The two charities I volunteered for have local branches. Shame I've vowed to never volunteer again after getting references, a DBS and months of ongoing training. To be really honest at the moment I'd rather enjoy hot baths, books, getting books from charity shops, some weekends away and watching things as haven't had time for that for over ten years. Perhaps the occasional swim. With work, packing and moving by myself it's been hectic. I hired a van, loaded and did a few trips in a week, four hours each way.

I'm furious today. Three people messaged, one was just a quick "how are you"? Haven't met up with that lady for about a year as she's busy but replied a standard "fine thanks hope you are". Done. The others have pestered me all day even though I said I was busy. I packed today as working all week so stopped messaging back whilst my phone was still pinging. One wanted to call. When I stopped this evening about 19.00, I messaged "I can talk now" and to the other, "I'm free to message", one said "I'm going to sleep" and the other's gone quiet. I was so annoyed. I messaged "I said I was busy and have been constantly interrupted yet now I'm free it goes silent".

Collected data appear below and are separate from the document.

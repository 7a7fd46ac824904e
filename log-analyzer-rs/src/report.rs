// log-analyzer-rs/src/report.rs
// Plain-text rendering of an analysis for terminal output.

use std::fmt::Write as _;

use crate::Analysis;

const RULE: &str = "============================================================";

/// Render the analysis as a plain-text report.
pub fn render_report(analysis: &Analysis) -> String {
    let mut out = String::new();

    let _ = writeln!(out, "\n{RULE}");
    let _ = writeln!(out, "Outcome Log Analysis");
    let _ = writeln!(out, "{RULE}\n");

    let overall = &analysis.summary.overall;
    let _ = writeln!(out, "Overall Summary:");
    let _ = writeln!(out, "  Total Executions: {}", overall.total_executions);
    let _ = writeln!(out, "  Success Rate: {}", overall.success_rate);
    let _ = writeln!(out, "  Retry Rate: {}", overall.retry_rate);
    let _ = writeln!(out, "  Failure Rate: {}", overall.failure_rate);
    let _ = writeln!(out, "  Avg Attempts: {}", overall.avg_attempts);
    let _ = writeln!(out, "  Avg Duration: {}", overall.avg_duration);

    let perf = &analysis.stats.performance;
    let _ = writeln!(out, "\nPerformance Metrics:");
    let _ = writeln!(out, "  P50 (median): {}ms", perf.p50);
    let _ = writeln!(out, "  P95: {}ms", perf.p95);
    let _ = writeln!(out, "  P99: {}ms", perf.p99);
    let _ = writeln!(out, "  Min: {}ms", perf.min);
    let _ = writeln!(out, "  Max: {}ms", perf.max);

    if !analysis.summary.sources.is_empty() {
        let _ = writeln!(out, "\nBy Source:");
        for (source_id, data) in &analysis.summary.sources {
            let _ = writeln!(out, "\n  {source_id}:");
            let _ = writeln!(out, "    Executions: {}", data.executions);
            let _ = writeln!(out, "    Success: {}", data.success_rate);
            let _ = writeln!(out, "    Retry: {}", data.retry_rate);
            let _ = writeln!(out, "    Avg Duration: {}", data.avg_duration);
        }
    }

    if analysis.patterns.is_empty() {
        let _ = writeln!(out, "\nNo patterns detected, all metrics within normal range");
    } else {
        let _ = writeln!(out, "\nDetected Patterns:");
        for pattern in &analysis.patterns {
            let _ = writeln!(
                out,
                "\n  [{}] {}",
                pattern.severity.to_string().to_uppercase(),
                pattern.pattern_type
            );
            if let Some(source_id) = &pattern.source_id {
                let _ = writeln!(out, "    Source: {source_id}");
            }
            if let Some(category) = &pattern.category {
                let _ = writeln!(out, "    Category: {category}");
            }
            let _ = writeln!(out, "    {}", pattern.description);
            let _ = writeln!(out, "    Suggestion: {}", pattern.suggestion);
        }
    }

    if !analysis.trends.is_empty() {
        let _ = writeln!(out, "\nTrends:");
        for (source_id, trend) in &analysis.trends {
            let _ = writeln!(out, "\n  {source_id}:");
            let _ = writeln!(
                out,
                "    Retry Rate: {} ({}{:.1}%)",
                trend.retry_rate.trend,
                if trend.retry_rate.change > 0.0 { "+" } else { "" },
                trend.retry_rate.change
            );
            let _ = writeln!(
                out,
                "    Avg Duration: {} ({}{:.1}%)",
                trend.avg_duration.trend,
                if trend.avg_duration.change > 0.0 { "+" } else { "" },
                trend.avg_duration.change
            );
        }
    }

    if !analysis.summary.top_errors.is_empty() {
        let _ = writeln!(out, "\nTop Errors:");
        for error in &analysis.summary.top_errors {
            let _ = writeln!(
                out,
                "  - {} ({}x) - {}",
                error.category, error.count, error.top_type
            );
        }
    }

    let metadata = &analysis.metadata;
    let _ = writeln!(out, "\n{RULE}");
    let _ = writeln!(
        out,
        "Analyzed: {} entries ({} total)",
        metadata.analyzed_entries, metadata.total_entries
    );
    let _ = writeln!(
        out,
        "Time Window: {} days",
        metadata.time_window_ms / (24 * 3600 * 1000)
    );
    let _ = writeln!(out, "Analyzed At: {}", metadata.analyzed_at.to_rfc3339());
    let _ = writeln!(out, "{RULE}");

    out
}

It's not all about me. People can't drop everything but I work and am busy sometimes as well. Neither can I but it's still expected I'm available. I'm not. Not anymore. They've sent a kind message back but I'm annoyed and not replying tonight.

OP posts:
Windyella · 02/02/2025 21:48

Putting people like that on mute is very very helpful and I would highly recommend.
You simply aren't disturbed until you wish to be.
Your new area sounds great, so many opportunities on your terms.
Don't even think of volunteering again, perhaps ever, until such time as you really want to.
How about visiting the shop and doing reconnaissance as to how it is run etc...over the next year.
The meal once a week sounds like a lovely thing to try.
I did meals on wheels years ago one day every couple of weeks pre children and I really enjoyed it.
Once you are in situ you will learn lots more, particularly at the community centre.
I think it all sounds very exciting actually.

AlpineMuesli · 02/02/2025 21:58

I read years ago that people are more likely to enjoy a conversation when they can see it isn’t open ended, that is, when they can tell it will come to a natural conclusion. So if you are waiting at a bus stop - the bus arriving is the natural conclusion and both can relax and chat without wondering ‘how long is this going on for’. And the tip was to build in the conclusion at the start of any conversation, if possible. Because this allows the other party to naturally say, ‘I’d better let you go…’ and both avoid awkwardness.

What I see in your odd flurry of interactions is that they’ve noticed the conclusion of your relationships. And they now feel comfortable to offer you tea (moving van means they can feel good about the interaction without any fear or actually having to put the kettle on), or they can send you a message and feel good about ‘making the effort’ when in reality no effort has been risked.

OldChairMan · 02/02/2025 22:09

The others have pestered me all day even though I said I was busy. I packed today as working all week so stopped messaging back whilst my phone was still pinging. One wanted to call. When I stopped this evening about 19.00, I messaged "I can talk now" and to the other, "I'm free to message", one said "I'm going to sleep" and the other's gone quiet. I was so annoyed. I messaged "I said I was busy and have been constantly interrupted yet now I'm free it goes silent".

I've experienced some of the issues with friends that you've described OP, but reading this suggests there's more to this than just other people being disappointing.

The way you describe this and how it made you "furious" is striking. It sounds so resentful and almost childlike. Have you considered looking at your reactions in therapy?